== Task brief ==
Nothing but the lines from the start of the records through the line that contains "ui.separator();" is to be copied, and each is to be copied exactly.

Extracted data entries
----
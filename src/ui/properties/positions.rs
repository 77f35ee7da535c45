//! Positions-Liste und Positions-Formular.

use crate::app::{AppIntent, AppState};

pub(super) fn render_positions_section(
    ui: &mut egui::Ui,
    state: &mut AppState,
    events: &mut Vec<AppIntent>,
) {
    if state.positions.is_empty() {
        ui.label("No positions placed");
    }

    let selected_id = state.positions.selected_id.as_deref();
    for mark in state.positions.marks().values() {
        ui.horizontal(|ui| {
            let is_selected = selected_id == Some(mark.id.as_str());
            if ui.selectable_label(is_selected, &mark.name).clicked() {
                let mark_id = if is_selected {
                    None
                } else {
                    Some(mark.id.clone())
                };
                events.push(AppIntent::PositionSelected { mark_id });
            }
            if ui.small_button("⌖").on_hover_text("Localize").clicked() {
                events.push(AppIntent::PositionLocalizeRequested {
                    mark_id: mark.id.clone(),
                });
            }
        });
    }

    let Some(mark) = state.positions.selected_mark() else {
        return;
    };
    let mark_id = mark.id.clone();
    let editable = mark.is_editing;

    ui.separator();
    let form = &mut state.ui.position_form;
    ui.add_enabled_ui(editable, |ui| {
        egui::Grid::new("position_form").num_columns(2).show(ui, |ui| {
            ui.label("Name:");
            ui.text_edit_singleline(&mut form.name);
            ui.end_row();
            ui.label("Latitude:");
            ui.add(egui::DragValue::new(&mut form.lat).speed(0.0001).max_decimals(6));
            ui.end_row();
            ui.label("Longitude:");
            ui.add(egui::DragValue::new(&mut form.lon).speed(0.0001).max_decimals(6));
            ui.end_row();
        });
    });

    ui.horizontal(|ui| {
        if editable {
            if ui.button("Save").clicked() {
                events.push(AppIntent::PositionSaveRequested {
                    mark_id: mark_id.clone(),
                    name: form.name.clone(),
                    lat: form.lat,
                    lon: form.lon,
                });
            }
            if ui.button("Cancel").clicked() {
                events.push(AppIntent::PositionEditCancelled {
                    mark_id: mark_id.clone(),
                });
            }
        } else if ui.button("Edit").clicked() {
            events.push(AppIntent::PositionEditingToggled {
                mark_id: mark_id.clone(),
            });
        }
        if ui.button("🗑 Delete").clicked() {
            events.push(AppIntent::PositionDeleteRequested { mark_id });
        }
    });
}
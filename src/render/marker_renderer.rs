//! Positions-Marker als Kreise mit Beschriftung.

use super::types::{color32, RenderContext};
use crate::core::PositionMark;

pub(crate) fn render_marks(ctx: &RenderContext, marks: &[PositionMark], selected_id: Option<&str>) {
    let radius = ctx.options.marker_radius_px;
    for mark in marks {
        let center = ctx.to_screen(mark.position());
        if !ctx.rect.expand(radius).contains(center) {
            continue;
        }

        let color = if selected_id == Some(mark.id.as_str()) {
            ctx.options.marker_color_selected
        } else {
            ctx.options.marker_color
        };
        ctx.painter.circle(
            center,
            radius,
            color32(color),
            egui::Stroke::new(1.5, egui::Color32::WHITE),
        );
        ctx.painter.text(
            center + egui::vec2(radius + 3.0, 0.0),
            egui::Align2::LEFT_CENTER,
            &mark.name,
            egui::FontId::proportional(12.0),
            egui::Color32::WHITE,
        );
    }
}
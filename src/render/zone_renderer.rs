//! Zonen als Rechtecke mit stilabhängiger Füllung.

use super::types::{color32, RenderContext};
use crate::shared::ZoneShape;

pub(crate) fn render_zones(ctx: &RenderContext, zones: &[ZoneShape]) {
    for zone in zones {
        let rect = egui::Rect::from_two_pos(
            ctx.to_screen(zone.bounds.north_west()),
            ctx.to_screen(zone.bounds.south_east()),
        );
        if !rect.intersects(ctx.rect) {
            continue;
        }

        let fill = zone
            .style
            .fill_color(ctx.options)
            .map(color32)
            .unwrap_or(egui::Color32::TRANSPARENT);
        let stroke = ctx.stroke(zone.style.stroke_color(ctx.options));
        ctx.painter
            .rect(rect, 0.0, fill, stroke, egui::StrokeKind::Middle);

        ctx.painter.text(
            rect.left_top() + egui::vec2(4.0, 4.0),
            egui::Align2::LEFT_TOP,
            &zone.name,
            egui::FontId::proportional(12.0),
            stroke.color,
        );
    }
}
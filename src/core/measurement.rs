//! Abgeschlossene Distanzmessungen.

use super::geo::{path_length, GeoPoint};

/// Eine unveränderliche Messung entlang einer Punktfolge.
#[derive(Debug, Clone, PartialEq)]
pub struct Measurement {
    pub id: String,
    /// "Measurement N" (laufend ab 1)
    pub name: String,
    /// Summe der Großkreis-Distanzen in Metern
    pub distance: f64,
    pub points: Vec<GeoPoint>,
}

impl Measurement {
    /// Erstellt eine Messung und berechnet die Distanz aus den Punkten.
    pub fn new(id: String, name: String, points: Vec<GeoPoint>) -> Self {
        Self {
            id,
            name,
            distance: path_length(&points),
            points,
        }
    }

    /// Distanz für die Listenanzeige, z.B. `"150.00 m"`.
    pub fn distance_label(&self) -> String {
        format!("{:.2} m", self.distance)
    }
}
//! Routing der Zeigerereignisse an das Tool des aktiven Modus und
//! Übernahme abgeschlossener Gesten in die Stores.

use super::{measurements, mode, positions, zones};
use crate::app::tools::{GestureAction, GestureCommit, GestureTool};
use crate::app::{AppState, InteractionMode};
use crate::core::GeoPoint;

/// Maustaste gedrückt.
///
/// Im Zonen-Modus wird kein neues Rechteck begonnen, solange eine neue
/// Zone unbestätigt ist oder ihr Anlegen noch läuft.
pub fn press(state: &mut AppState, pos: GeoPoint) {
    if state.mode.is_creating_zone() && state.zone_creation_blocked() {
        log::debug!("Zonen-Rechteck gesperrt: neue Zone noch nicht abgeschlossen");
        return;
    }
    route(state, "press", |tool| tool.on_press(pos));
}

/// Maus bewegt.
pub fn move_to(state: &mut AppState, pos: GeoPoint) {
    route(state, "move", |tool| tool.on_move(pos));
}

/// Maustaste losgelassen.
pub fn release(state: &mut AppState, pos: GeoPoint) {
    route(state, "release", |tool| tool.on_release(pos));
}

/// Einfacher Klick.
pub fn click(state: &mut AppState, pos: GeoPoint) {
    route(state, "click", |tool| tool.on_click(pos));
}

fn route(
    state: &mut AppState,
    event: &str,
    handle: impl FnOnce(&mut dyn GestureTool) -> GestureAction,
) {
    let Some(tool) = state.gestures.tool_mut(state.mode) else {
        log::debug!("Gesten-Ereignis '{}' ohne aktiven Erstellungsmodus", event);
        return;
    };
    let action = handle(&mut *tool);
    log::debug!("{}-Tool: {} -> {:?}", tool.name(), event, action);

    if let GestureAction::Commit(commit) = action {
        apply_commit(state, commit);
    }
}

/// Übernimmt das Ergebnis einer abgeschlossenen Geste.
fn apply_commit(state: &mut AppState, commit: GestureCommit) {
    match commit {
        GestureCommit::Zone(bounds) => zones::request_create(state, bounds),
        GestureCommit::Position(pos) => {
            positions::add(state, pos);
            mode::set_mode(state, InteractionMode::Idle);
        }
        GestureCommit::Measurement(points) => {
            measurements::commit(state, points);
            mode::set_mode(state, InteractionMode::Idle);
        }
    }
}

#[cfg(test)]
mod tests {
    use super::*;
    use crate::backend::BackendCall;

    #[test]
    fn zone_release_enqueues_create_with_normalized_rect() {
        let mut state = AppState::new();
        mode::set_mode(&mut state, InteractionMode::CreatingZone);

        press(&mut state, GeoPoint::new(48.95, 21.1));
        move_to(&mut state, GeoPoint::new(48.92, 21.15));
        release(&mut state, GeoPoint::new(48.9, 21.2));

        let outbox = state.backend.outbox();
        assert_eq!(outbox.len(), 1);
        let BackendCall::CreateZone(request) = &outbox[0].call else {
            panic!("CreateZone erwartet, war {:?}", outbox[0].call);
        };
        assert_eq!(request.zone_rect, [48.9, 21.1, 48.95, 21.2]);
        assert_eq!(request.zone_name, "New Zone");
        // Modus bleibt bis zur Bestätigung aktiv
        assert!(state.mode.is_creating_zone());
    }

    #[test]
    fn position_click_adds_mark_and_ends_mode() {
        let mut state = AppState::new();
        mode::set_mode(&mut state, InteractionMode::CreatingPosition);

        click(&mut state, GeoPoint::new(48.93, 21.17));

        assert_eq!(state.positions.len(), 1);
        let mark = state.positions.marks().values().next().expect("Marker");
        assert_eq!(mark.name, "New Position");
        assert_eq!((mark.lat, mark.lon), (48.93, 21.17));
        assert!(state.mode.is_idle());
        assert!(state.view.native.all_enabled());
    }

    #[test]
    fn measurement_release_commits_and_ends_mode() {
        let mut state = AppState::new();
        mode::set_mode(&mut state, InteractionMode::CreatingMeasurement);

        press(&mut state, GeoPoint::new(48.9, 21.1));
        release(&mut state, GeoPoint::new(48.91, 21.1));

        assert_eq!(state.measurements.len(), 1);
        assert_eq!(state.measurements.measurements()[0].name, "Measurement 1");
        assert!(state.mode.is_idle());
    }

    #[test]
    fn unconfirmed_zone_blocks_rectangles_across_mode_changes() {
        let mut state = AppState::new();
        mode::set_mode(&mut state, InteractionMode::CreatingZone);
        press(&mut state, GeoPoint::new(48.9, 21.1));
        release(&mut state, GeoPoint::new(48.95, 21.2));

        // Anlegen läuft noch: Moduswechsel löst die Tool-Sperre, der Store-Zustand nicht
        mode::set_mode(&mut state, InteractionMode::Idle);
        mode::set_mode(&mut state, InteractionMode::CreatingZone);
        press(&mut state, GeoPoint::new(48.8, 21.0));
        assert!(state.gestures.zone.overlay().is_none());
        assert_eq!(state.backend.outbox().len(), 1);
        assert_eq!(
            state.gesture_status(),
            Some("Save or cancel the new zone first")
        );
    }

    #[test]
    fn events_without_mode_are_ignored() {
        let mut state = AppState::new();
        press(&mut state, GeoPoint::new(48.9, 21.1));
        click(&mut state, GeoPoint::new(48.9, 21.1));

        assert!(state.backend.outbox().is_empty());
        assert!(state.positions.is_empty());
    }
}
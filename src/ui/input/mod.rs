//! Viewport-Input-Handling: Maus-Events, Drag, Scroll → AppIntent.
//!
//! Aufgeteilt in phasenbasierte Submodule:
//! - `clicks` — Klick-Events (Einfach-/Doppel-Klick)
//! - `drag_primary` — Drag-Start/-Ende (Kamera-Pan oder Geste)
//! - `pointer_delta` — Pan-Deltas und Zeigerbewegung während aktiver Drags
//! - `zoom` — Scroll-Zoom auf Mausposition
//!
//! Das Gating nach Interaktionsmodus passiert im Intent-Mapping; hier wird
//! nur entschieden, welche Rohereignisse überhaupt entstehen.

mod clicks;
mod drag_primary;
mod pointer_delta;
mod zoom;

use super::keyboard;
use crate::app::{AppIntent, InteractionMode};
use crate::core::{GeoPoint, MapCamera};
use crate::shared::EditorOptions;
use glam::DVec2;

/// Modus des primären (Links-)Drags im Viewport.
#[derive(Debug, Clone, Copy, PartialEq, Eq, Default)]
pub(crate) enum PrimaryDragMode {
    #[default]
    None,
    CameraPan,
    /// Drag gehört der Geste des aktiven Erstellungsmodus
    Gesture,
}

/// Bündelt die gemeinsamen Parameter für Viewport-Event-Verarbeitung.
pub(crate) struct ViewportContext<'a> {
    pub ui: &'a egui::Ui,
    pub response: &'a egui::Response,
    pub viewport_size: [f32; 2],
    pub camera: &'a MapCamera,
    pub mode: InteractionMode,
    pub options: &'a EditorOptions,
}

impl ViewportContext<'_> {
    /// Rechnet eine Bildschirmposition in Geo-Koordinaten um.
    pub(crate) fn screen_to_geo(&self, pointer_pos: egui::Pos2) -> GeoPoint {
        let local = self.local_px(pointer_pos);
        self.camera.screen_to_geo(
            DVec2::new(f64::from(local[0]), f64::from(local[1])),
            DVec2::new(
                f64::from(self.viewport_size[0]),
                f64::from(self.viewport_size[1]),
            ),
        )
    }

    /// Position relativ zur linken oberen Viewport-Ecke.
    pub(crate) fn local_px(&self, pointer_pos: egui::Pos2) -> [f32; 2] {
        let local = pointer_pos - self.response.rect.min;
        [local.x, local.y]
    }
}

/// Verwaltet den Input-Zustand für das Viewport (Drag, Scroll)
#[derive(Default)]
pub struct InputState {
    pub(crate) primary_drag_mode: PrimaryDragMode,
    /// Zuletzt gemeldete Zeigerposition während einer Geste
    last_gesture_pos: Option<egui::Pos2>,
}

impl InputState {
    /// Erstellt einen neuen, leeren Input-Zustand.
    pub fn new() -> Self {
        Self {
            primary_drag_mode: PrimaryDragMode::None,
            last_gesture_pos: None,
        }
    }

    /// Sammelt Viewport-Events aus egui-Input und gibt AppIntents zurück.
    ///
    /// Diese Methode ist der zentrale UI→Intent-Einstieg für Maus-, Scroll-
    /// und Drag-Interaktionen im Viewport.
    pub fn collect_viewport_events(
        &mut self,
        ui: &egui::Ui,
        response: &egui::Response,
        viewport_size: [f32; 2],
        camera: &MapCamera,
        mode: InteractionMode,
        options: &EditorOptions,
    ) -> Vec<AppIntent> {
        let ctx = ViewportContext {
            ui,
            response,
            viewport_size,
            camera,
            mode,
            options,
        };

        let mut events = Vec::new();

        events.push(AppIntent::ViewportResized {
            size: viewport_size,
        });

        events.extend(keyboard::collect_keyboard_intents(ui, mode));

        self.handle_drag_start(&ctx, &mut events);
        self.handle_pointer_delta(&ctx, &mut events);
        self.handle_drag_end(&ctx, &mut events);
        self.handle_clicks(&ctx, &mut events);
        self.handle_scroll_zoom(&ctx, &mut events);

        events
    }
}
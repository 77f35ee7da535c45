//! Handler für Messungen.

use crate::app::use_cases;
use crate::app::AppState;

/// Hebt eine Messung hervor.
pub fn select(state: &mut AppState, measurement_id: Option<String>) {
    use_cases::measurements::select(state, measurement_id);
}
//! AppIntent- und AppCommand-Enums für den Intent/Command-Datenfluss.

mod command;
mod intent;

pub use command::AppCommand;
pub use intent::AppIntent;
----
== Response to the task ==
filename src/ui/properties/positions.rs
repository 77f35ee7da535c45
//! Positions-Liste und Positions-Formular.

use crate::app::{AppIntent, AppState};

pub(super) fn render_positions_section(
    ui: &mut egui::Ui,
    state: &mut AppState,
    events: &mut Vec<AppIntent>,
) {
    if state.positions.is_empty() {
        ui.label("No positions placed");
    }

    let selected_id = state.positions.selected_id.as_deref();
    for mark in state.positions.marks().values() {
        ui.horizontal(|ui| {
            let is_selected = selected_id == Some(mark.id.as_str());
            if ui.selectable_label(is_selected, &mark.name).clicked() {
                let mark_id = if is_selected {
                    None
                } else {
                    Some(mark.id.clone())
                };
                events.push(AppIntent::PositionSelected { mark_id });
            }
            if ui.small_button("⌖").on_hover_text("Localize").clicked() {
                events.push(AppIntent::PositionLocalizeRequested {
                    mark_id: mark.id.clone(),
                });
            }
        });
    }

    let Some(mark) = state.positions.selected_mark() else {
        return;
    };
    let mark_id = mark.id.clone();
    let editable = mark.is_editing;

    ui.separator();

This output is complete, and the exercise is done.